If you are driving a car on a public street and your solution to getting confused is stopping your car in the middle of the road wherever this confusion happens to arise, and sitting there for however long you are confused, you should not be driving a car in the first place. That includes AI cars.
In practice, no one treats it as a four-way stop, which makes it dangerous to treat it as one.
Drove through SF this evening. Most people treated it as a four-way stop! I was generally impressed.
But a citywide blackout isn’t that uncommon.
> But a citywide blackout isn’t that uncommon.
I think too many people talk past each other when they use the word common, especially when talking about car trips.
A blackout (doesn't have to be citywide) may not be periodic but it's certainly frequent with a frequency above 1 per year.
Many people say "common" meaning "frequent", and many people say "common" meaning "periodic".
Even among people who mean "common" as in "frequent", they aren't necessarily talking about the same frequency. That's why online communication is tricky!
It isn't? To me that's the main problem here, as this should be an exceptionally rare occurrence.
I think that statement is regional. I’ve never seen one.
Clearly cars can navigate themselves, it's the lack of remote ops that halted everything
"the robotaxis are reliant on infrastructure out of the company’s control"
Well there's your problem.
Not looking forward to having this junk clogging up my city.
How did FSD Teslas do at the traffic signals? Or Nuro?
That's a really good question.
More discussion:
PG&E outages in S.F. leave 130k without electricity
https://news.ycombinator.com/item?id=46342022
I for one welcome our robot slow-verlords.
I thought LIDAR solves for this lol
If you think this is swell, just wait until they move us to 100% digital currency!
It seems waymo's always fall apart when encountering something that wouldn't be in the training set. Such as a christmas parade:
https://www.youtube.com/shorts/NOqK8UEuWjs
I don't understand how these cars keep getting stalled for half an hour or something.
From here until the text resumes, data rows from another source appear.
/// A displayed price: an amount as entered, paired with its currency symbol.
///
/// Amounts are kept as strings because that is how listings carry them
/// ("0.25", "1,200"). Interpretation is deferred to [`Price::value`], which is
/// total: anything that does not read as a finite number is worth 0.
#[derive(Debug, Clone, PartialEq, Eq, Default)]
#[cfg_attr(feature = "schemars", derive(schemars::JsonSchema))]
#[cfg_attr(feature = "serde", derive(serde::Serialize, serde::Deserialize))]
pub struct Price {
    /// The amount, as displayed
    pub amount: String,
    /// The currency symbol (e.g. "ETH", "STRK")
    #[cfg_attr(feature = "serde", serde(default))]
    pub currency: String,
}

impl Price {
    /// Create a price from an amount and a currency symbol
    pub fn new(amount: impl Into<String>, currency: impl Into<String>) -> Self {
        Self {
            amount: amount.into(),
            currency: currency.into(),
        }
    }

    /// The numeric value of the amount, or 0.0 if it is not a finite number.
    ///
    /// Surrounding whitespace and the digit separators `,` and `_` are ignored.
    pub fn value(&self) -> f64 {
        let cleaned: String = self
            .amount
            .trim()
            .chars()
            .filter(|c| *c != ',' && *c != '_')
            .collect();

        match cleaned.parse::<f64>() {
            Ok(x) if x.is_finite() => x,
            _ => 0.0,
        }
    }

    /// The numeric value of an optional price (missing prices are worth 0.0)
    pub fn value_of(price: Option<&Price>) -> f64 {
        price.map(Price::value).unwrap_or(0.0)
    }
}

impl std::fmt::Display for Price {
    fn fmt(&self, f: &mut std::fmt::Formatter<'_>) -> std::fmt::Result {
        if self.currency.is_empty() {
            write!(f, "{}", self.amount)
        } else {
            write!(f, "{} {}", self.amount, self.currency)
        }
    }
}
Surely there must be a team of teleoperators ready to jump in at any time?
The power outage probably knocked out the infra those operators needed to control the cars.
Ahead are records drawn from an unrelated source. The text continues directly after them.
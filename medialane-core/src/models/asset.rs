use super::{Price, RecordId};
use crate::ports::Listable;
use time::OffsetDateTime;

/// A tokenized piece of intellectual property offered on the marketplace
#[derive(Debug, Clone, PartialEq)]
#[cfg_attr(feature = "schemars", derive(schemars::JsonSchema))]
#[cfg_attr(
    feature = "serde",
    derive(serde::Serialize, serde::Deserialize),
    serde(rename_all = "camelCase")
)]
pub struct Asset {
    /// Unique identifier for the asset
    pub id: RecordId,
    /// Display name
    #[cfg_attr(feature = "serde", serde(default))]
    pub name: String,
    /// The creator's handle or address
    #[cfg_attr(feature = "serde", serde(default))]
    pub creator: Option<String>,
    /// e.g. "Art", "Music", "Patents"
    #[cfg_attr(feature = "serde", serde(default))]
    pub category: Option<String>,
    /// e.g. "listed", "sold", "draft"
    #[cfg_attr(feature = "serde", serde(default))]
    pub status: Option<String>,
    /// Asking price
    #[cfg_attr(feature = "serde", serde(default))]
    pub price: Option<Price>,
    /// Number of likes
    #[cfg_attr(feature = "serde", serde(default))]
    pub likes: Option<u64>,
    /// When the asset was registered
    #[cfg_attr(
        feature = "serde",
        serde(
            default,
            with = "time::serde::rfc3339::option",
            skip_serializing_if = "Option::is_none"
        )
    )]
    #[cfg_attr(feature = "schemars", schemars(with = "Option<String>"))]
    pub created_at: Option<OffsetDateTime>,
}

impl Asset {
    /// An asset with only an id and a name
    pub fn new(id: impl Into<RecordId>, name: impl Into<String>) -> Self {
        Self {
            id: id.into(),
            name: name.into(),
            creator: None,
            category: None,
            status: None,
            price: None,
            likes: None,
            created_at: None,
        }
    }
}

impl Listable for Asset {
    fn id(&self) -> &RecordId {
        &self.id
    }

    fn search_fields(&self) -> impl Iterator<Item = &str> {
        [Some(self.name.as_str()), self.creator.as_deref()]
            .into_iter()
            .flatten()
    }

    fn category(&self) -> Option<&str> {
        self.category.as_deref()
    }

    fn status(&self) -> Option<&str> {
        self.status.as_deref()
    }

    fn price(&self) -> Option<&Price> {
        self.price.as_ref()
    }

    fn timestamp(&self) -> Option<OffsetDateTime> {
        self.created_at
    }

    fn engagement(&self) -> u64 {
        self.likes.unwrap_or(0)
    }
}
use std::hash::Hash;

/// A hash map that iterates in first-insertion order.
///
/// Category breakdowns and token holdings are written to JSON and compared in
/// tests, so two runs over the same collection must list their keys in the
/// same order. Lookups go through `Deref` to the backing `IndexMap`.
#[derive(Debug, Clone, PartialEq)]
#[cfg_attr(feature = "schemars", derive(schemars::JsonSchema))]
#[cfg_attr(
    feature = "serde",
    derive(serde::Serialize, serde::Deserialize),
    serde(transparent)
)]
pub struct Map<K: Eq + Hash, V>(indexmap::IndexMap<K, V, rustc_hash::FxBuildHasher>);

impl<K: Eq + Hash> Map<K, usize> {
    /// Count one more occurrence of `key`
    pub fn tally(&mut self, key: K) {
        *self.0.entry(key).or_insert(0) += 1;
    }
}

impl<K: Eq + Hash, V> Default for Map<K, V> {
    fn default() -> Self {
        Self(indexmap::IndexMap::default())
    }
}

impl<K: Eq + Hash, V> std::ops::Deref for Map<K, V> {
    type Target = indexmap::IndexMap<K, V, rustc_hash::FxBuildHasher>;

    fn deref(&self) -> &Self::Target {
        &self.0
    }
}

impl<K: Eq + Hash, V> std::ops::DerefMut for Map<K, V> {
    fn deref_mut(&mut self) -> &mut Self::Target {
        &mut self.0
    }
}

impl<K: Eq + Hash, V> IntoIterator for Map<K, V> {
    type Item = (K, V);
    type IntoIter = indexmap::map::IntoIter<K, V>;

    fn into_iter(self) -> Self::IntoIter {
        self.0.into_iter()
    }
}
mod catalog;
mod listable;

pub use catalog::Catalog;
pub use listable::Listable;
use clap::Parser as _;
use mlview::Cli;
use tracing_subscriber::{layer::SubscriberExt as _, util::SubscriberInitExt as _};

#[tokio::main]
async fn main() -> anyhow::Result<()> {
    // Diagnostics go to stderr so stdout stays a clean JSON document.
    tracing_subscriber::registry()
        .with(tracing_subscriber::EnvFilter::from_default_env())
        .with(tracing_subscriber::fmt::layer().with_writer(std::io::stderr))
        .init();

    let cli = Cli::parse();
    cli.evaluate().await
}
"the infra" is cell phone data coverage though. Which was probably congested by all the city residents using theirs instead of their wifi which was down. Would be fascinating to see just how much Internet traffic flows changed during the outage.
In my neighborhood, Xfinity goes out every time we lose power.
Even with my generator and UPS powering my modem, the outage is not resolved until mains power comes back
These monopolies aren’t required to have uptime in the same way the POTS network was.
We had a week long outage last year and people were driving 15 minutes out to get cell signal to catch up on their data
True but the comment I replied to mentions a different case where a Waymo got stuck for half an hour at a parade.
Until AVs can deal with OOD scenarios, they should not be on the road.
Autonomous vehicles should be on the road iff they reduce overall incidents/deaths. Failure to deal with an out-of-distribution scenario would count against this, but may be rare enough to not significantly affect the average.